* _Directions_: Pick out every line in the data below that holds "Create".

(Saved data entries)
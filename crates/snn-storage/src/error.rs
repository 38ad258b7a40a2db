//! Error types shared by the identifier/spike primitives

use thiserror::Error;

/// Result type for storage-layer operations
pub type Result<T> = std::result::Result<T, StorageError>;

/// Errors that can occur while constructing or validating the shared
/// identifier/time/spike primitives.
#[derive(Error, Debug)]
pub enum StorageError {
    /// Invalid format or malformed value
    #[error("Invalid format: {reason}")]
    InvalidFormat {
        /// Reason for invalid format
        reason: String,
    },

    /// Generic operation error
    #[error("Operation failed: {message}")]
    OperationError {
        /// Error message
        message: String,
    },

    /// Out of bounds access
    #[error("Index {index} out of bounds (max: {max})")]
    OutOfBounds {
        /// Index that was out of bounds
        index: usize,
        /// Maximum allowed index
        max: usize,
    },
}

impl StorageError {
    /// Create an invalid format error
    pub fn invalid_format(reason: impl Into<String>) -> Self {
        Self::InvalidFormat {
            reason: reason.into(),
        }
    }

    /// Create an out-of-bounds error
    pub fn out_of_bounds(index: usize, max: usize) -> Self {
        Self::OutOfBounds { index, max }
    }
}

* _Task answer_:
    /// Create an invalid format error
    /// Create an out-of-bounds error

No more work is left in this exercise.